Todos llevamos multitud de historias dentro de nosotros y, con mayor o menos fortuna, las vamos explicando a lo largo de nuestra vida. No hay persona, por anodina o gris nos pueda parecer a simple vista, que no albergue un relato en su interior. Si esa persona logra dar con las palabras adecuadas, y el número de cosas que tiene para contar es lo suficientemente grande, y lo suficientemente interesante, suele convertirse en escritor (de novelas, de cine o de seriales radiofónicos, tanto da). Numerosos son los casos en los que la literatura nos ha ofrecido autores de una sola obra: los casos más paradigmáticos son Edmond de Rostand, al que su “Cyrano de Bergerac” eclipsó durante el resto de su vida y cuyas piezas teatrales posteriores fueron un fracaso, o Juan Rulfo, que después de Pedro Páramo abandonó la escritura con el único argumento de que “ya había dicho todo lo que tenía que decir”. El valor de estas obras no debe, por tanto, valorarse en exento, sino como la suma y final de procesos de años, a los que rara vez, y podemos fijarnos para ello en el “Ulysses”, sobrevive el autor.

“El significado de la noche” tiene ese valor de “obra de una vida entera”, ya que Michael Cox, su autor, estuvo planeándola durante treinta años. En ese tiempo, literariamente se dedicó a la edición de antologías de relatos victorianos de temática generalmente fantasmal. Fue cuando le diagnosticaron un cáncer que amenazaba con privarle de la vista, cuando se puso manos a la obra en la composición de “El significado de la noche”, coincidía, además, que los medicamentos con que se trató le producían una intensa actividad física y mental.

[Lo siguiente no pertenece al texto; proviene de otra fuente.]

// Copyright (c) 2022-2023 The MobileCoin Foundation

//! Public key derivation APDUs
//!
//! The device returns SEC1 uncompressed secp256k1 keys, length-prefixed so
//! hosts can parse responses without magic offsets. Compression and address
//! derivation happen host-side.

use encdec::{Decode, DecodeOwned, Encode};

use super::{ApduError, ApduStatic, Instruction, CKB_APDU_CLA};
use crate::path::BipPath;

/// SEC1 uncompressed public key length
pub const UNCOMPRESSED_KEY_LEN: usize = 65;

/// BIP32 chain code length
pub const CHAIN_CODE_LEN: usize = 32;

/// Public key request APDU
///
/// Requests the uncompressed public key for the provided derivation path.
///
/// ## Encoding:
/// ```text
///  0                   1                   2                   3
///  0 1 2 3 4 5 6 7 8 9 0 1 2 3 4 5 6 7 8 9 0 1 2 3 4 5 6 7 8 9 0 1
/// +-+-+-+-+-+-+-+-+-+-+-+-+-+-+-+-+-+-+-+-+-+-+-+-+-+-+-+-+-+-+-+-+
/// |   NUM_COMPS   |                COMPONENT_0...                 |
/// +-+-+-+-+-+-+-+-+-+-+-+-+-+-+-+-+-+-+-+-+-+-+-+-+-+-+-+-+-+-+-+-+
/// /                  (4 big-endian bytes each)                    /
/// +-+-+-+-+-+-+-+-+-+-+-+-+-+-+-+-+-+-+-+-+-+-+-+-+-+-+-+-+-+-+-+-+
/// ```
#[derive(Clone, PartialEq, Debug)]
pub struct PublicKeyReq {
    /// Derivation path for the requested key
    pub path: BipPath,
}

impl PublicKeyReq {
    /// Create a new [`PublicKeyReq`] APDU
    pub fn new(path: BipPath) -> Self {
        Self { path }
    }
}

impl ApduStatic for PublicKeyReq {
    const CLA: u8 = CKB_APDU_CLA;
    const INS: u8 = Instruction::GetPublicKey as u8;
}

impl Encode for PublicKeyReq {
    type Error = ApduError;

    fn encode_len(&self) -> Result<usize, ApduError> {
        self.path.encode_len()
    }

    fn encode(&self, buff: &mut [u8]) -> Result<usize, ApduError> {
        self.path.encode(buff)
    }
}

impl DecodeOwned for PublicKeyReq {
    type Output = Self;
    type Error = ApduError;

    fn decode_owned(buff: &[u8]) -> Result<(Self, usize), ApduError> {
        let (path, n) = BipPath::decode_owned(buff)?;
        Ok((Self { path }, n))
    }
}

/// Public key response APDU
///
/// ## Encoding:
/// ```text
///  0                   1                   2                   3
///  0 1 2 3 4 5 6 7 8 9 0 1 2 3 4 5 6 7 8 9 0 1 2 3 4 5 6 7 8 9 0 1
/// +-+-+-+-+-+-+-+-+-+-+-+-+-+-+-+-+-+-+-+-+-+-+-+-+-+-+-+-+-+-+-+-+
/// |    KEY_LEN    |                 PUBLIC_KEY...                 |
/// +-+-+-+-+-+-+-+-+-+-+-+-+-+-+-+-+-+-+-+-+-+-+-+-+-+-+-+-+-+-+-+-+
/// /              (SEC1 uncompressed, KEY_LEN bytes)               /
/// +-+-+-+-+-+-+-+-+-+-+-+-+-+-+-+-+-+-+-+-+-+-+-+-+-+-+-+-+-+-+-+-+
/// ```
#[derive(Copy, Clone, PartialEq, Debug)]
pub struct PublicKeyResp<'a> {
    /// Uncompressed public key
    pub public_key: &'a [u8],
}

impl<'a> PublicKeyResp<'a> {
    /// Create a new [`PublicKeyResp`] APDU
    pub fn new(public_key: &'a [u8]) -> Self {
        Self { public_key }
    }
}

impl<'a> Encode for PublicKeyResp<'a> {
    type Error = ApduError;

    fn encode_len(&self) -> Result<usize, ApduError> {
        Ok(1 + self.public_key.len())
    }

    fn encode(&self, buff: &mut [u8]) -> Result<usize, ApduError> {
        if self.public_key.len() > u8::MAX as usize {
            return Err(ApduError::InvalidEncoding);
        }
        if buff.len() < 1 + self.public_key.len() {
            return Err(ApduError::InvalidLength);
        }

        buff[0] = self.public_key.len() as u8;
        buff[1..][..self.public_key.len()].copy_from_slice(self.public_key);

        Ok(1 + self.public_key.len())
    }
}

impl<'a> Decode<'a> for PublicKeyResp<'a> {
    type Output = Self;
    type Error = ApduError;

    fn decode(buff: &'a [u8]) -> Result<(Self, usize), ApduError> {
        if buff.is_empty() {
            return Err(ApduError::InvalidLength);
        }

        let key_len = buff[0] as usize;
        if buff.len() < 1 + key_len {
            return Err(ApduError::InvalidLength);
        }

        Ok((
            Self {
                public_key: &buff[1..][..key_len],
            },
            1 + key_len,
        ))
    }
}

/// Extended public key request APDU, encoding matches [`PublicKeyReq`]
#[derive(Clone, PartialEq, Debug)]
pub struct ExtendedPublicKeyReq {
    /// Derivation path for the requested key
    pub path: BipPath,
}

impl ExtendedPublicKeyReq {
    /// Create a new [`ExtendedPublicKeyReq`] APDU
    pub fn new(path: BipPath) -> Self {
        Self { path }
    }
}

impl ApduStatic for ExtendedPublicKeyReq {
    const CLA: u8 = CKB_APDU_CLA;
    const INS: u8 = Instruction::GetExtendedPublicKey as u8;
}

impl Encode for ExtendedPublicKeyReq {
    type Error = ApduError;

    fn encode_len(&self) -> Result<usize, ApduError> {
        self.path.encode_len()
    }

    fn encode(&self, buff: &mut [u8]) -> Result<usize, ApduError> {
        self.path.encode(buff)
    }
}

impl DecodeOwned for ExtendedPublicKeyReq {
    type Output = Self;
    type Error = ApduError;

    fn decode_owned(buff: &[u8]) -> Result<(Self, usize), ApduError> {
        let (path, n) = BipPath::decode_owned(buff)?;
        Ok((Self { path }, n))
    }
}

/// Extended public key response APDU
///
/// ## Encoding:
/// ```text
///  0                   1                   2                   3
///  0 1 2 3 4 5 6 7 8 9 0 1 2 3 4 5 6 7 8 9 0 1 2 3 4 5 6 7 8 9 0 1
/// +-+-+-+-+-+-+-+-+-+-+-+-+-+-+-+-+-+-+-+-+-+-+-+-+-+-+-+-+-+-+-+-+
/// |    KEY_LEN    |                 PUBLIC_KEY...                 |
/// +-+-+-+-+-+-+-+-+-+-+-+-+-+-+-+-+-+-+-+-+-+-+-+-+-+-+-+-+-+-+-+-+
/// /              (SEC1 uncompressed, KEY_LEN bytes)               /
/// +-+-+-+-+-+-+-+-+-+-+-+-+-+-+-+-+-+-+-+-+-+-+-+-+-+-+-+-+-+-+-+-+
/// |                                                               |
/// /                          CHAIN_CODE                           /
/// /                          (32 bytes)                           /
/// |                                                               |
/// +-+-+-+-+-+-+-+-+-+-+-+-+-+-+-+-+-+-+-+-+-+-+-+-+-+-+-+-+-+-+-+-+
/// ```
#[derive(Copy, Clone, PartialEq, Debug)]
pub struct ExtendedPublicKeyResp<'a> {
    /// Uncompressed public key
    pub public_key: &'a [u8],
    /// BIP32 chain code
    pub chain_code: &'a [u8],
}

impl<'a> ExtendedPublicKeyResp<'a> {
    /// Create a new [`ExtendedPublicKeyResp`] APDU
    pub fn new(public_key: &'a [u8], chain_code: &'a [u8]) -> Self {
        Self {
            public_key,
            chain_code,
        }
    }
}

impl<'a> Encode for ExtendedPublicKeyResp<'a> {
    type Error = ApduError;

    fn encode_len(&self) -> Result<usize, ApduError> {
        Ok(1 + self.public_key.len() + self.chain_code.len())
    }

    fn encode(&self, buff: &mut [u8]) -> Result<usize, ApduError> {
        if self.public_key.len() > u8::MAX as usize || self.chain_code.len() != CHAIN_CODE_LEN {
            return Err(ApduError::InvalidEncoding);
        }
        if buff.len() < 1 + self.public_key.len() + CHAIN_CODE_LEN {
            return Err(ApduError::InvalidLength);
        }

        let mut index = 0;

        buff[index] = self.public_key.len() as u8;
        index += 1;

        buff[index..][..self.public_key.len()].copy_from_slice(self.public_key);
        index += self.public_key.len();

        buff[index..][..CHAIN_CODE_LEN].copy_from_slice(self.chain_code);
        index += CHAIN_CODE_LEN;

        Ok(index)
    }
}

impl<'a> Decode<'a> for ExtendedPublicKeyResp<'a> {
    type Output = Self;
    type Error = ApduError;

    fn decode(buff: &'a [u8]) -> Result<(Self, usize), ApduError> {
        if buff.is_empty() {
            return Err(ApduError::InvalidLength);
        }

        let key_len = buff[0] as usize;
        if buff.len() < 1 + key_len + CHAIN_CODE_LEN {
            return Err(ApduError::InvalidLength);
        }

        Ok((
            Self {
                public_key: &buff[1..][..key_len],
                chain_code: &buff[1 + key_len..][..CHAIN_CODE_LEN],
            },
            1 + key_len + CHAIN_CODE_LEN,
        ))
    }
}
// Copyright 2017 Tristam MacDonald
//
// Licensed under the Apache License, Version 2.0 (the "License");
// you may not use this file except in compliance with the License.
// You may obtain a copy of the License at
//
//     http://www.apache.org/licenses/LICENSE-2.0
//
// Unless required by applicable law or agreed to in writing, software
// distributed under the License is distributed on an "AS IS" BASIS,
// WITHOUT WARRANTIES OR CONDITIONS OF ANY KIND, either express or implied.
// See the License for the specific language governing permissions and
// limitations under the License.

//! Stage 5: remap sparse edge-ids to dense, 0-based vertex indices.
//!
//! Grounded on `MarchingCuPy/ConvertIndexes.py`: `ndarray_numpy_ordered_lookup`
//! (a scatter array, fast but memory-proportional to the largest edge-id) and
//! `ndarray_dict_ordered_lookup` (a hash map, memory-proportional to the
//! vertex count but slower per lookup).

use crate::error::MarchingError;
use ndarray::Array2;
use std::collections::HashMap;

/// Remaps `geometry`'s edge-ids through a scatter array sized to the
/// largest edge-id in `edge_ids`. Fast, but wasteful when edge-ids are
/// sparse relative to the vertex count.
pub fn remap_dense(geometry: &Array2<u64>, edge_ids: &[u64]) -> Result<Array2<u32>, MarchingError> {
    let max_id = edge_ids.iter().copied().max().unwrap_or(0);
    let mut lookup = vec![u32::MAX; max_id as usize + 1];
    for (ordinal, &id) in edge_ids.iter().enumerate() {
        lookup[id as usize] = ordinal as u32;
    }

    let mut out = Vec::with_capacity(geometry.len());
    for &edge_id in geometry.iter() {
        let ordinal = lookup
            .get(edge_id as usize)
            .copied()
            .filter(|&v| v != u32::MAX)
            .ok_or(MarchingError::MissingVertex { edge_id })?;
        out.push(ordinal);
    }
    Array2::from_shape_vec(geometry.dim(), out)
        .map_err(|_| MarchingError::InvalidInput("remap output shape mismatch".into()))
}

/// Remaps `geometry`'s edge-ids through a hash map keyed by edge-id.
/// Slower per lookup than [`remap_dense`] but memory-proportional to the
/// vertex count, making it the better choice for sparse grids.
pub fn remap_sparse(
    geometry: &Array2<u64>,
    edge_ids: &[u64],
) -> Result<Array2<u32>, MarchingError> {
    let lookup: HashMap<u64, u32> = edge_ids
        .iter()
        .enumerate()
        .map(|(ordinal, &id)| (id, ordinal as u32))
        .collect();

    let mut out = Vec::with_capacity(geometry.len());
    for &edge_id in geometry.iter() {
        let ordinal = *lookup
            .get(&edge_id)
            .ok_or(MarchingError::MissingVertex { edge_id })?;
        out.push(ordinal);
    }
    Array2::from_shape_vec(geometry.dim(), out)
        .map_err(|_| MarchingError::InvalidInput("remap output shape mismatch".into()))
}

#[cfg(test)]
mod tests {
    use super::*;
    use ndarray::arr2;

    #[test]
    fn dense_and_sparse_agree() {
        let edge_ids = vec![10u64, 3, 7];
        let geometry = arr2(&[[10u64, 3], [7, 10]]);
        let dense = remap_dense(&geometry, &edge_ids).unwrap();
        let sparse = remap_sparse(&geometry, &edge_ids).unwrap();
        assert_eq!(dense, sparse);
        assert_eq!(dense, arr2(&[[0u32, 1], [2, 0]]));
    }

    #[test]
    fn missing_vertex_is_reported() {
        let edge_ids = vec![10u64];
        let geometry = arr2(&[[10u64, 99]]);
        let err = remap_dense(&geometry, &edge_ids).unwrap_err();
        assert!(matches!(err, MarchingError::MissingVertex { edge_id: 99 }));
        let err = remap_sparse(&geometry, &edge_ids).unwrap_err();
        assert!(matches!(err, MarchingError::MissingVertex { edge_id: 99 }));
    }
}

Son varias las virtudes del libro, entre ellas la mezcla de géneros y el profundo conocimiento del lenguaje, toponimia, costumbres, relaciones sociales… de la época victoriana. Pero la que más destaca entre ellas es la creación del protagonista y los sentimientos de atracción y aversión que Cox consigue que sintamos hacia él. En la primera página comete un asesinato azaroso: elige a una víctima anónima para probarse que tendrá valor y habilidad a la hora de matar a otra persona, esta sí identificada como la némesis de nuestro “héroe”, Edward Glyver. A partir de ahí, la narración realiza varios saltos entre la niñez, adolescencia y edad adulta de éste, valiéndose del recurso del “relato encontrado”, y que a veces da la sensación de ser una excusa para hacer un alarde de estilo, citas y exhibición de conocimientos eruditos, pero que recrea fielmente los usos literarios del siglo XIX, traídos a un lector del XXI.

En suma, puede que Michael Cox no publique ninguna novela más, o que las siguientes no tengan la brillantez de esta. Pero ha conseguido lo que todos perseguimos incansablemente: contar, al menos una vez, una buena historia.